Over 680 teachers in KwaZulu-Natal – more than 55 a month – died in-service in 2000. Most died from unspecified illnesses, and the average age at the time of death was 36.

Between 1999 and 2000, there was a massive 70% increase in deaths of female teachers between the ages of 30 and 34.

This is according to figures released last week by the Health Economics and HIV/AIDS Research Division (HEARD) at the University of Natal.

“The teachers’ mortality pattern in terms of age and gender is consistent with what we know of the impact of AIDS on the general population,” says HEARD research associate Peter Badcock-Walters.

He warns that unless the Department of Education trains and recruits large numbers of teachers by the end of the decade, it may not be able to meet KwaZulu-Natal’s educational needs.

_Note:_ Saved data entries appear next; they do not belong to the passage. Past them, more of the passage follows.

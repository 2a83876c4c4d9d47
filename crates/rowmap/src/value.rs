//! Untyped column values and the conversions into typed record fields.

use std::fmt;

use chrono::{DateTime, Local, NaiveDate, NaiveDateTime, Timelike};
use rowmap_error::{Result, fatal};

/// Text format used when timestamps are bound or stored as text. Fractional
/// seconds are written only when present.
pub const TIMESTAMP_FORMAT: &str = "%Y-%m-%d %H:%M:%S%.f";

/// Formats accepted when parsing a timestamp out of text. `%.f` also
/// matches when no fractional seconds are present.
const TIMESTAMP_PARSE_FORMATS: &[&str] = &["%Y-%m-%d %H:%M:%S%.f", "%Y-%m-%dT%H:%M:%S%.f"];

/// A single untyped value, either bound as a statement argument or read
/// back from a result row.
#[derive(Debug, Clone, PartialEq)]
pub enum Value {
    Null,
    Int(i64),
    /// Unsigned integers that don't fit in an i64.
    UInt(u64),
    Float(f64),
    Bool(bool),
    Text(String),
    Blob(Vec<u8>),
    Timestamp(NaiveDateTime),
}

impl Value {
    pub fn is_null(&self) -> bool {
        matches!(self, Value::Null)
    }

    /// Human readable rendering used when logging statements.
    pub fn render(&self) -> String {
        match self {
            Self::Null => "NULL".to_string(),
            Self::Int(v) => v.to_string(),
            Self::UInt(v) => v.to_string(),
            Self::Float(v) => v.to_string(),
            Self::Bool(v) => v.to_string(),
            Self::Text(v) => format!("'{}'", v.replace('\'', "''")),
            Self::Blob(v) => {
                let mut s = String::with_capacity(v.len() * 2 + 3);
                s.push_str("x'");
                for b in v {
                    s.push_str(&format!("{b:02x}"));
                }
                s.push('\'');
                s
            }
            Self::Timestamp(v) => format!("'{}'", v.format(TIMESTAMP_FORMAT)),
        }
    }
}

/// Plain rendering, used for composite primary keys.
impl fmt::Display for Value {
    fn fmt(&self, f: &mut fmt::Formatter<'_>) -> fmt::Result {
        match self {
            Self::Null => Ok(()),
            Self::Int(v) => write!(f, "{v}"),
            Self::UInt(v) => write!(f, "{v}"),
            Self::Float(v) => write!(f, "{v}"),
            Self::Bool(v) => write!(f, "{}", if *v { 1 } else { 0 }),
            Self::Text(v) => write!(f, "{v}"),
            Self::Blob(v) => write!(f, "{}", String::from_utf8_lossy(v)),
            Self::Timestamp(v) => write!(f, "{}", v.format(TIMESTAMP_FORMAT)),
        }
    }
}

/// Structural type tag of a record field.
#[derive(Debug, Clone, Copy, PartialEq, Eq, Hash)]
pub enum FieldType {
    Bool,
    Int,
    UInt,
    Float,
    Text,
    Bytes,
    Timestamp,
    /// Passed through untouched.
    Opaque,
}

impl fmt::Display for FieldType {
    fn fmt(&self, f: &mut fmt::Formatter<'_>) -> fmt::Result {
        let s = match self {
            Self::Bool => "bool",
            Self::Int => "int",
            Self::UInt => "uint",
            Self::Float => "float",
            Self::Text => "text",
            Self::Bytes => "bytes",
            Self::Timestamp => "timestamp",
            Self::Opaque => "opaque",
        };
        write!(f, "{s}")
    }
}

/// A type that can live in a mapped record field.
///
/// `from_value` is where untyped store values get coerced into the field's
/// static type. NULL decodes to the type's zero value, use `Option<T>` to
/// observe NULLs.
pub trait FieldValue: Sized {
    const FIELD_TYPE: FieldType;

    fn to_value(&self) -> Value;

    fn from_value(value: Value) -> Result<Self>;
}

fn mismatch(value: &Value, target: &str) -> rowmap_error::MapperError {
    fatal!("cannot convert {value:?} into {target}")
}

fn is_null_text(s: &str) -> bool {
    s.is_empty() || s.eq_ignore_ascii_case("null")
}

/// Decode any integer-like value. `None` means NULL.
fn decode_integer(value: &Value, target: &str) -> Result<Option<i128>> {
    match value {
        Value::Null => Ok(None),
        Value::Int(v) => Ok(Some(*v as i128)),
        Value::UInt(v) => Ok(Some(*v as i128)),
        Value::Bool(v) => Ok(Some(*v as i128)),
        Value::Float(v) => {
            if v.is_finite() && v.fract() == 0.0 && v.abs() < 1e38 {
                Ok(Some(*v as i128))
            } else {
                Err(mismatch(value, target))
            }
        }
        Value::Text(s) => {
            let s = s.trim();
            if is_null_text(s) {
                return Ok(None);
            }
            if let Ok(v) = s.parse::<i128>() {
                return Ok(Some(v));
            }
            match s.parse::<f64>() {
                Ok(f) if f.is_finite() && f.fract() == 0.0 && f.abs() < 1e38 => Ok(Some(f as i128)),
                _ => Err(mismatch(value, target)),
            }
        }
        _ => Err(mismatch(value, target)),
    }
}

macro_rules! impl_integer_field {
    ($($ty:ty => $tag:ident),* $(,)?) => {
        $(
            impl FieldValue for $ty {
                const FIELD_TYPE: FieldType = FieldType::$tag;

                #[allow(unreachable_patterns, clippy::unnecessary_cast)]
                fn to_value(&self) -> Value {
                    match i64::try_from(*self) {
                        Ok(v) => Value::Int(v),
                        Err(_) => Value::UInt(*self as u64),
                    }
                }

                fn from_value(value: Value) -> Result<Self> {
                    match decode_integer(&value, stringify!($ty))? {
                        None => Ok(0),
                        Some(v) => <$ty>::try_from(v).map_err(|_| {
                            fatal!("value {v} out of range for {}", stringify!($ty))
                        }),
                    }
                }
            }
        )*
    };
}

impl_integer_field!(
    i8 => Int,
    i16 => Int,
    i32 => Int,
    i64 => Int,
    isize => Int,
    u8 => UInt,
    u16 => UInt,
    u32 => UInt,
    u64 => UInt,
    usize => UInt,
);

fn decode_float(value: &Value, target: &str) -> Result<Option<f64>> {
    match value {
        Value::Null => Ok(None),
        Value::Int(v) => Ok(Some(*v as f64)),
        Value::UInt(v) => Ok(Some(*v as f64)),
        Value::Float(v) => Ok(Some(*v)),
        Value::Bool(v) => Ok(Some(if *v { 1.0 } else { 0.0 })),
        Value::Text(s) => {
            let s = s.trim();
            if is_null_text(s) {
                return Ok(None);
            }
            s.parse::<f64>()
                .map(Some)
                .map_err(|_| mismatch(value, target))
        }
        _ => Err(mismatch(value, target)),
    }
}

impl FieldValue for f64 {
    const FIELD_TYPE: FieldType = FieldType::Float;

    fn to_value(&self) -> Value {
        Value::Float(*self)
    }

    fn from_value(value: Value) -> Result<Self> {
        Ok(decode_float(&value, "f64")?.unwrap_or(0.0))
    }
}

impl FieldValue for f32 {
    const FIELD_TYPE: FieldType = FieldType::Float;

    fn to_value(&self) -> Value {
        Value::Float(*self as f64)
    }

    fn from_value(value: Value) -> Result<Self> {
        Ok(decode_float(&value, "f32")?.unwrap_or(0.0) as f32)
    }
}

impl FieldValue for bool {
    const FIELD_TYPE: FieldType = FieldType::Bool;

    fn to_value(&self) -> Value {
        Value::Bool(*self)
    }

    fn from_value(value: Value) -> Result<Self> {
        match &value {
            Value::Null => Ok(false),
            Value::Bool(v) => Ok(*v),
            Value::Int(v) => Ok(*v != 0),
            Value::UInt(v) => Ok(*v != 0),
            Value::Float(v) => Ok(*v != 0.0),
            Value::Text(t) => {
                let t = t.trim();
                if t.eq_ignore_ascii_case("t")
                    || t.eq_ignore_ascii_case("true")
                    || t.eq_ignore_ascii_case("1")
                {
                    Ok(true)
                } else if t.eq_ignore_ascii_case("f")
                    || t.eq_ignore_ascii_case("false")
                    || t.eq_ignore_ascii_case("0")
                    || is_null_text(t)
                {
                    Ok(false)
                } else {
                    Err(mismatch(&value, "bool"))
                }
            }
            _ => Err(mismatch(&value, "bool")),
        }
    }
}

impl FieldValue for String {
    const FIELD_TYPE: FieldType = FieldType::Text;

    fn to_value(&self) -> Value {
        Value::Text(self.clone())
    }

    fn from_value(value: Value) -> Result<Self> {
        match value {
            Value::Null => Ok(String::new()),
            Value::Text(s) => Ok(s),
            Value::Blob(b) => String::from_utf8(b)
                .map_err(|e| fatal!("blob is not valid utf-8 text: {e}")),
            other @ (Value::Int(_)
            | Value::UInt(_)
            | Value::Float(_)
            | Value::Bool(_)
            | Value::Timestamp(_)) => Ok(other.to_string()),
        }
    }
}

impl FieldValue for Vec<u8> {
    const FIELD_TYPE: FieldType = FieldType::Bytes;

    fn to_value(&self) -> Value {
        Value::Blob(self.clone())
    }

    fn from_value(value: Value) -> Result<Self> {
        match value {
            Value::Null => Ok(Vec::new()),
            Value::Blob(b) => Ok(b),
            Value::Text(s) => Ok(s.into_bytes()),
            other => Err(mismatch(&other, "bytes")),
        }
    }
}

/// Parse a timestamp from the fixed textual format (a bare date is taken as
/// midnight).
pub fn parse_timestamp(s: &str) -> Option<NaiveDateTime> {
    let s = s.trim();
    for format in TIMESTAMP_PARSE_FORMATS {
        if let Ok(ts) = NaiveDateTime::parse_from_str(s, format) {
            return Some(ts);
        }
    }
    NaiveDate::parse_from_str(s, "%Y-%m-%d")
        .ok()
        .and_then(|d| d.and_hms_opt(0, 0, 0))
}

impl FieldValue for NaiveDateTime {
    const FIELD_TYPE: FieldType = FieldType::Timestamp;

    fn to_value(&self) -> Value {
        Value::Timestamp(*self)
    }

    fn from_value(value: Value) -> Result<Self> {
        match &value {
            Value::Null => Ok(NaiveDateTime::default()),
            Value::Timestamp(ts) => Ok(*ts),
            Value::Text(s) if is_null_text(s.trim()) => Ok(NaiveDateTime::default()),
            Value::Text(s) => parse_timestamp(s).ok_or_else(|| mismatch(&value, "timestamp")),
            Value::Int(secs) => DateTime::from_timestamp(*secs, 0)
                .map(|dt| dt.naive_utc())
                .ok_or_else(|| mismatch(&value, "timestamp")),
            _ => Err(mismatch(&value, "timestamp")),
        }
    }
}

impl FieldValue for Value {
    const FIELD_TYPE: FieldType = FieldType::Opaque;

    fn to_value(&self) -> Value {
        self.clone()
    }

    fn from_value(value: Value) -> Result<Self> {
        Ok(value)
    }
}

impl<T: FieldValue> FieldValue for Option<T> {
    const FIELD_TYPE: FieldType = T::FIELD_TYPE;

    fn to_value(&self) -> Value {
        match self {
            Some(v) => v.to_value(),
            None => Value::Null,
        }
    }

    fn from_value(value: Value) -> Result<Self> {
        match value {
            Value::Null => Ok(None),
            v => T::from_value(v).map(Some),
        }
    }
}

macro_rules! impl_from_for_value {
    ($($ty:ty),* $(,)?) => {
        $(
            impl From<$ty> for Value {
                fn from(v: $ty) -> Self {
                    v.to_value()
                }
            }
        )*
    };
}

impl_from_for_value!(
    i8,
    i16,
    i32,
    i64,
    isize,
    u8,
    u16,
    u32,
    u64,
    usize,
    f32,
    f64,
    bool,
    String,
    Vec<u8>,
    NaiveDateTime
);

impl From<&str> for Value {
    fn from(v: &str) -> Self {
        Value::Text(v.to_string())
    }
}

impl<T: FieldValue> From<Option<T>> for Value {
    fn from(v: Option<T>) -> Self {
        v.to_value()
    }
}

/// Current local time truncated to whole seconds, matching what a
/// round-trip through the textual timestamp format preserves.
pub fn now() -> NaiveDateTime {
    let now = Local::now().naive_local();
    now.with_nanosecond(0).unwrap_or(now)
}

“There is already a relatively high teacher attrition rate of about 6% a year, and AIDS is adding to this problem,” says Badcock-Walters. “The private sector has traditionally recruited teachers for its middle level management. As HIV/AIDS takes its toll on business, this recruitment is likely to increase.

We also need to acknowledge that these are in-service deaths and may only present half the picture, as many teachers die soon after leaving the service”.

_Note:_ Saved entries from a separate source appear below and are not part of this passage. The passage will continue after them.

use rowmap::value::{TIMESTAMP_FORMAT, Value};
use rowmap_error::{StoreError, StoreErrorCode};
use rusqlite::ffi;
use rusqlite::types::Value as SqliteValue;

/// Convert a bound argument into a SQLite value.
///
/// Booleans are stored as integers and timestamps as text in the fixed
/// timestamp format.
pub fn to_sqlite(value: &Value) -> Result<SqliteValue, StoreError> {
    Ok(match value {
        Value::Null => SqliteValue::Null,
        Value::Int(v) => SqliteValue::Integer(*v),
        Value::UInt(v) => SqliteValue::Integer(i64::try_from(*v).map_err(|_| {
            StoreError::new(format!("unsigned value {v} out of range for sqlite integer"))
        })?),
        Value::Float(v) => SqliteValue::Real(*v),
        Value::Bool(v) => SqliteValue::Integer(i64::from(*v)),
        Value::Text(v) => SqliteValue::Text(v.clone()),
        Value::Blob(v) => SqliteValue::Blob(v.clone()),
        Value::Timestamp(v) => SqliteValue::Text(v.format(TIMESTAMP_FORMAT).to_string()),
    })
}

pub fn from_sqlite(value: SqliteValue) -> Value {
    match value {
        SqliteValue::Null => Value::Null,
        SqliteValue::Integer(v) => Value::Int(v),
        SqliteValue::Real(v) => Value::Float(v),
        SqliteValue::Text(v) => Value::Text(v),
        SqliteValue::Blob(v) => Value::Blob(v),
    }
}

/// Map a rusqlite error onto a store error, keeping the structured codes
/// the mapper cares about.
pub fn store_error(err: rusqlite::Error) -> StoreError {
    let code = match &err {
        rusqlite::Error::QueryReturnedNoRows => StoreErrorCode::NoRows,
        rusqlite::Error::SqliteFailure(e, _)
            if e.extended_code == ffi::SQLITE_CONSTRAINT_UNIQUE
                || e.extended_code == ffi::SQLITE_CONSTRAINT_PRIMARYKEY =>
        {
            StoreErrorCode::Duplicate
        }
        _ => StoreErrorCode::Other,
    };
    StoreError::new(err.to_string())
        .with_code(code)
        .with_source(err)
}
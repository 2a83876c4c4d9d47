//! Map in-memory records to rows of a relational store.
//!
//! A [`Mapper`] owns the schema registry and the per-table caches for one
//! store. Queries are built per call with [`Mapper::table`] and finished with
//! one of the terminal operations on [`Query`].

pub mod cache;
pub mod compile;
pub mod config;
pub mod dialect;
pub mod mapper;
pub mod materialize;
pub mod metadata;
pub mod query;
pub mod record;
pub mod schema;
pub mod spec;
pub mod store;
pub mod value;

pub use compile::{Action, Statement, render_statement};
pub use config::MapperConfig;
pub use dialect::{Dialect, DialectCapabilities};
pub use mapper::Mapper;
pub use metadata::InformationSchemaMetadata;
pub use query::Query;
pub use record::Record;
pub use rowmap_error::{ErrorKind, MapperError, Result, StoreError, StoreErrorCode};
pub use schema::Schema;
pub use spec::Direction;
pub use store::{ExecResult, ResultSet, StaticMetadata, Store, TableDescription, TableMetadata};
pub use value::{FieldValue, Value};
use std::fmt;

use rowmap_error::{Result, validation};
use serde::{Deserialize, Serialize};

/// SQL flavor statements are compiled for.
#[derive(Debug, Clone, Copy, PartialEq, Eq, Hash, Default, Serialize, Deserialize)]
#[serde(rename_all = "lowercase")]
pub enum Dialect {
    #[serde(rename = "mysql")]
    MySql,
    #[default]
    Sqlite,
}

/// How a dialect empties a whole table.
#[derive(Debug, Clone, Copy, PartialEq, Eq)]
pub enum ClearTable {
    Truncate,
    DeleteAll,
}

impl ClearTable {
    pub fn statement(&self, table: &str) -> String {
        match self {
            Self::Truncate => format!("TRUNCATE TABLE {table}"),
            Self::DeleteAll => format!("DELETE FROM {table}"),
        }
    }
}

/// Everything the compiler needs to know about a dialect.
#[derive(Debug, Clone, Copy, PartialEq, Eq)]
pub struct DialectCapabilities {
    /// UPDATE and DELETE accept a LIMIT clause.
    pub limit_on_update_delete: bool,
    pub insert_ignore: &'static str,
    pub replace: &'static str,
    pub clear_table: ClearTable,
}

const MYSQL: DialectCapabilities = DialectCapabilities {
    limit_on_update_delete: true,
    insert_ignore: "INSERT IGNORE INTO",
    replace: "REPLACE INTO",
    clear_table: ClearTable::Truncate,
};

const SQLITE: DialectCapabilities = DialectCapabilities {
    limit_on_update_delete: false,
    insert_ignore: "INSERT OR IGNORE INTO",
    replace: "INSERT OR REPLACE INTO",
    clear_table: ClearTable::DeleteAll,
};

impl Dialect {
    pub fn capabilities(&self) -> &'static DialectCapabilities {
        match self {
            Self::MySql => &MYSQL,
            Self::Sqlite => &SQLITE,
        }
    }

    /// Pick the dialect for a driver name such as "mysql" or "sqlite3".
    pub fn from_driver_name(name: &str) -> Result<Self> {
        let lower = name.trim().to_ascii_lowercase();
        if lower.starts_with("mysql") {
            Ok(Self::MySql)
        } else if lower.starts_with("sqlite") {
            Ok(Self::Sqlite)
        } else {
            Err(validation!("unsupported driver: {name}"))
        }
    }
}

impl fmt::Display for Dialect {
    fn fmt(&self, f: &mut fmt::Formatter<'_>) -> fmt::Result {
        match self {
            Self::MySql => write!(f, "mysql"),
            Self::Sqlite => write!(f, "sqlite"),
        }
    }
}

#[cfg(test)]
mod tests {
    use super::*;

    #[test]
    fn driver_names() {
        assert_eq!(Dialect::MySql, Dialect::from_driver_name("mysql").unwrap());
        assert_eq!(Dialect::Sqlite, Dialect::from_driver_name("sqlite3").unwrap());
        assert_eq!(Dialect::Sqlite, Dialect::from_driver_name(" SQLite ").unwrap());
        assert!(Dialect::from_driver_name("postgres").is_err());
    }

    #[test]
    fn clear_statements() {
        assert_eq!(
            "TRUNCATE TABLE t",
            Dialect::MySql.capabilities().clear_table.statement("t")
        );
        assert_eq!(
            "DELETE FROM t",
            Dialect::Sqlite.capabilities().clear_table.statement("t")
        );
    }

    #[test]
    fn serde_names() {
        let d: Dialect = serde_json::from_str("\"mysql\"").unwrap();
        assert_eq!(Dialect::MySql, d);
        assert_eq!("\"sqlite\"", serde_json::to_string(&Dialect::Sqlite).unwrap());
    }
}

AIDS-related deaths (around 1% of teachers in 2000) are expected to reach 5% by 2010.

If these trends continue, projections suggest that over 60 000 new teachers will be needed by 2010 to fill the gaps. The total number of provincial teachers at present is 75 000, with around 68 000 of these publicly paid. It has been estimated that it costs around R100 000 to train every new teacher.

Badcock-Walters says that unless these trends can be changed, the department may need to consider a number of different strategies to address the looming teacher shortage.

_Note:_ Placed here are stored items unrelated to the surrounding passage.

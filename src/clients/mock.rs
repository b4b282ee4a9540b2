use std::collections::VecDeque;
use std::sync::{Arc, Mutex, MutexGuard};
use std::time::Duration;

use async_trait::async_trait;
use tokio::time::Instant;
use tracing::debug;

use crate::error::{GatewayError, PollError};
use crate::gateway::QuizGateway;
use crate::models::{ActivePayload, Participant, RawQuestion, SessionCode, SubmitAck};

/// A call the mock received, with the (tokio) time it arrived.
#[derive(Debug, Clone, PartialEq)]
pub enum MockCall {
    Join { code: String, name: String, at: Instant },
    CheckActive { code: String, at: Instant },
    Submit { participant_id: i64, question_id: i64, option_id: i64, at: Instant },
}

impl MockCall {
    pub fn at(&self) -> Instant {
        match self {
            MockCall::Join { at, .. } | MockCall::CheckActive { at, .. } | MockCall::Submit { at, .. } => *at,
        }
    }
}

#[derive(Debug)]
struct MockState {
    join: Result<Participant, GatewayError>,
    polls: VecDeque<Result<ActivePayload, PollError>>,
    poll_fallback: Result<ActivePayload, PollError>,
    poll_delay: Duration,
    submits: VecDeque<Result<SubmitAck, GatewayError>>,
    submit_delay: Duration,
    calls: Vec<MockCall>,
}

/// Script and inspect a `MockGateway` from the test side.
#[derive(Debug)]
pub struct MockHandle {
    state: Mutex<MockState>,
}

impl MockHandle {
    fn lock(&self) -> MutexGuard<'_, MockState> {
        // A panicking test thread must not hide the calls recorded so far.
        self.state.lock().unwrap_or_else(|poisoned| poisoned.into_inner())
    }

    pub fn set_join(&self, result: Result<Participant, GatewayError>) {
        self.lock().join = result;
    }

    /// Queue one activation check response. Once the queue drains, the fallback is used.
    pub fn push_poll(&self, result: Result<ActivePayload, PollError>) {
        self.lock().polls.push_back(result);
    }

    pub fn push_inactive(&self, times: usize) {
        let mut state = self.lock();
        for _ in 0..times {
            state.polls.push_back(Err(PollError::NotActive));
        }
    }

    pub fn push_active(&self, questions: Vec<RawQuestion>) {
        self.push_poll(Ok(ActivePayload { questions: Some(questions) }));
    }

    pub fn set_poll_fallback(&self, result: Result<ActivePayload, PollError>) {
        self.lock().poll_fallback = result;
    }

    /// Make every activation check take this long before answering.
    pub fn set_poll_delay(&self, delay: Duration) {
        self.lock().poll_delay = delay;
    }

    pub fn push_submit(&self, result: Result<SubmitAck, GatewayError>) {
        self.lock().submits.push_back(result);
    }

    /// Make every submit take this long before answering.
    pub fn set_submit_delay(&self, delay: Duration) {
        self.lock().submit_delay = delay;
    }

    pub fn calls(&self) -> Vec<MockCall> {
        self.lock().calls.clone()
    }

    pub fn poll_calls(&self) -> Vec<MockCall> {
        self.calls()
            .into_iter()
            .filter(|c| matches!(c, MockCall::CheckActive { .. }))
            .collect()
    }

    pub fn submit_calls(&self) -> Vec<MockCall> {
        self.calls()
            .into_iter()
            .filter(|c| matches!(c, MockCall::Submit { .. }))
            .collect()
    }
}

/// Scripted gateway for tests and offline runs.
#[derive(Debug, Clone)]
pub struct MockGateway {
    handle: Arc<MockHandle>,
}

impl MockGateway {
    /// A mock that joins as participant 1, reports "not active" forever and
    /// accepts every answer, plus the handle to change that.
    pub fn new() -> (Self, Arc<MockHandle>) {
        let handle = Arc::new(MockHandle {
            state: Mutex::new(MockState {
                join: Ok(Participant { id: 1 }),
                polls: VecDeque::new(),
                poll_fallback: Err(PollError::NotActive),
                poll_delay: Duration::ZERO,
                submits: VecDeque::new(),
                submit_delay: Duration::ZERO,
                calls: Vec::new(),
            }),
        });
        (Self { handle: handle.clone() }, handle)
    }
}

#[async_trait]
impl QuizGateway for MockGateway {
    async fn join(&self, code: &SessionCode, name: &str) -> Result<Participant, GatewayError> {
        let mut state = self.handle.lock();
        state.calls.push(MockCall::Join {
            code: code.to_string(),
            name: name.to_string(),
            at: Instant::now(),
        });
        state.join.clone()
    }

    async fn check_active(&self, code: &SessionCode) -> Result<ActivePayload, PollError> {
        let (delay, result) = {
            let mut state = self.handle.lock();
            state.calls.push(MockCall::CheckActive {
                code: code.to_string(),
                at: Instant::now(),
            });
            let result = match state.polls.pop_front() {
                Some(result) => result,
                None => state.poll_fallback.clone(),
            };
            (state.poll_delay, result)
        };
        if !delay.is_zero() {
            tokio::time::sleep(delay).await;
        }
        debug!(%code, ?result, "Mock activation check");
        result
    }

    async fn submit_answer(
        &self,
        participant_id: i64,
        question_id: i64,
        option_id: i64,
    ) -> Result<SubmitAck, GatewayError> {
        let (delay, result) = {
            let mut state = self.handle.lock();
            state.calls.push(MockCall::Submit {
                participant_id,
                question_id,
                option_id,
                at: Instant::now(),
            });
            let result = state
                .submits
                .pop_front()
                .unwrap_or(Ok(SubmitAck(serde_json::Value::Null)));
            (state.submit_delay, result)
        };
        if !delay.is_zero() {
            tokio::time::sleep(delay).await;
        }
        result
    }
}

These policy options could include shortening the four-year pre-service training of new teachers; increasing the retirement age and incentives to attract teachers who have left back to the profession.

Finally, says Badcock-Walters, “sooner or later, the strategic use of anti-retroviral drugs to prolong the careers of teachers living with AIDS may have to be addressed. Most importantly though, teachers, like everyone else, have to reduce the risks they face and provide role models for their learners”.

Compiling the mortality figures was complicated by the fact that three quarters of schools do not keep proper records, according to a random sample survey conducted as part of the study. Badcock-Walters and his team used three data sources. The first, and most reliable, is the provincial personnel salary system (Persal), which has to remove teachers from the salary system when they die.

However, there is an average time lag of around five months between the death and its registration on Persal’s system, which limits the reliability of annual figures for the last year or even two.

Other sources are the department’s annual school survey, although only 11% of schools answered the section on teacher mortality in 2000, and a 100-school random sample survey commissioned by the provincial education department.

While there was some variation in the number of deaths reported from the three sources, which confirmed an undercount in the annual survey, all three data sets show the same trends. They confirm over 90% of teachers dying are under the age of 49, and over 80% of these deaths are due to unspecified illnesses.

Meanwhile the provincial education department announced last week that a special policy unit would conduct further research on how HIV/AIDS was affecting teachers and what could be done about the problem.